I have a Python dictionary with company information that is structured like this:
co_dict = {'0': {'co_name': 'A',
'company_type': 'Public',
'global_name': 'A PARENT',
'sales': '1000'},
'1': {'co_name': 'B',
'company_type': 'Public',
'global_name': 'B PARENT',
'sales': '1000'}}
And a Pandas dataframe that looks like this (the real df is much longer):
df = pd.DataFrame({'co-name': ['M','A','B','F'], 'co-number': [1,2,3,4]})
co-name co-number
0 M 1
1 A 2
2 B 3
3 F 4
I would like to find matches for each df["co-name"] in the dictionary and append the corresponding dictionary values for "global_name" and "sales" to a new column in the df. When there is no match, the columns should both read "n/a". So the end result would look like this:
co-name co-number global_name sales
0 M 1 n/a n/a
1 A 2 A PARENT 1000
2 B 3 B PARENT 2000
3 F 4 n/a n/a
I tried to do this as follows:
def find_global_name(x):
for key1 in co_dict.keys():
if (x['co-name'] == co_dict[key1]['co_name']):
return co_dict[key1]['global_name']
else:
return "n/a"
df['global_name'] = df.apply(find_global_name, axis=1)
But the for loop seems to stop after the first company "A" match. I'm stuck trying to figuring out why this. Why is this method not working? How do I accomplish this task? Many, many thanks for your help.
Create a dataframe from the dictionary and merge with df
:
(df.merge(pd.DataFrame(co_dict).T,
left_on = 'co-name',
right_on = 'co_name',
how = 'left')
.drop(columns=['co_name', 'company_type'])
)
co-name co-number global_name sales
0 M 1 NaN NaN
1 A 2 A PARENT 1000
2 B 3 B PARENT 1000
3 F 4 NaN NaN
Your code can be much clearer and faster if you trim the dictionary to only the values you need, and combine with map
which is quite fast ... this also allows you to avoid writing code that is probably not necessary.

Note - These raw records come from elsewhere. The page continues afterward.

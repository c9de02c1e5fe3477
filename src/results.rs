use once_cell::sync::OnceCell;
use tracing::debug;

use crate::raw_match::RawMatch;
use crate::scorers::{self, ScorerOptions, ScorerRow};
use crate::standings::{self, StandingsRow};
use crate::summary::{self, SummaryRow};
use crate::team_matches::{self, TeamMatchRecord};

/// Match rows plus the team-match table derived from them.
///
/// The normalized table is built on first use and never modified afterwards.
/// Different input means a different `ResultsTable`. Every view is recomputed
/// from these two tables on each call.
#[derive(Debug, Default)]
pub struct ResultsTable {
    matches: Vec<RawMatch>,
    records: OnceCell<Vec<TeamMatchRecord>>,
}

impl ResultsTable {
    pub fn new(matches: Vec<RawMatch>) -> Self {
        Self {
            matches,
            records: OnceCell::new(),
        }
    }

    pub fn for_edition(&self, year: u16) -> Self {
        let matches: Vec<RawMatch> = self
            .matches
            .iter()
            .filter(|m| m.year == year)
            .cloned()
            .collect();
        debug!(year, matches = matches.len(), "filtered edition");
        Self::new(matches)
    }

    pub fn matches(&self) -> &[RawMatch] {
        &self.matches
    }

    pub fn editions(&self) -> Vec<u16> {
        let mut years: Vec<u16> = self.matches.iter().map(|m| m.year).collect();
        years.sort_unstable();
        years.dedup();
        years
    }

    pub fn team_matches(&self) -> &[TeamMatchRecord] {
        self.records
            .get_or_init(|| team_matches::normalize(&self.matches))
    }

    pub fn standings(&self) -> Vec<StandingsRow> {
        standings::standings(self.team_matches())
    }

    pub fn top_scorers(&self, options: ScorerOptions) -> Vec<ScorerRow> {
        scorers::top_scorers(&self.matches, options)
    }

    pub fn summary(&self) -> Vec<SummaryRow> {
        summary::summary_from_records(self.team_matches(), &self.matches)
    }
}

Create dictionaries for the values you need:
global_name = {val['co_name']: val['global_name']
for _, val in co_dict.items()}
sales = {val['co_name']: val['sales']
for _, val in co_dict.items()}
global_name
{'A': 'A PARENT', 'B': 'B PARENT'}
sales
{'A': '1000', 'B': '1000'}
Map the dictionaries to the dataframe to create the new columns (the assumption here is that values in the column are unique; if not, this won't work and merge is a better option, as it can handle duplicates):
df.assign(global_name = df['co-name'].map(global_name),
sales = df['co-name'].map(sales))
Out[722]:
co-name co-number global_name sales
0 M 1 NaN NaN
1 A 2 A PARENT 1000
2 B 3 B PARENT 1000
3 F 4 NaN NaN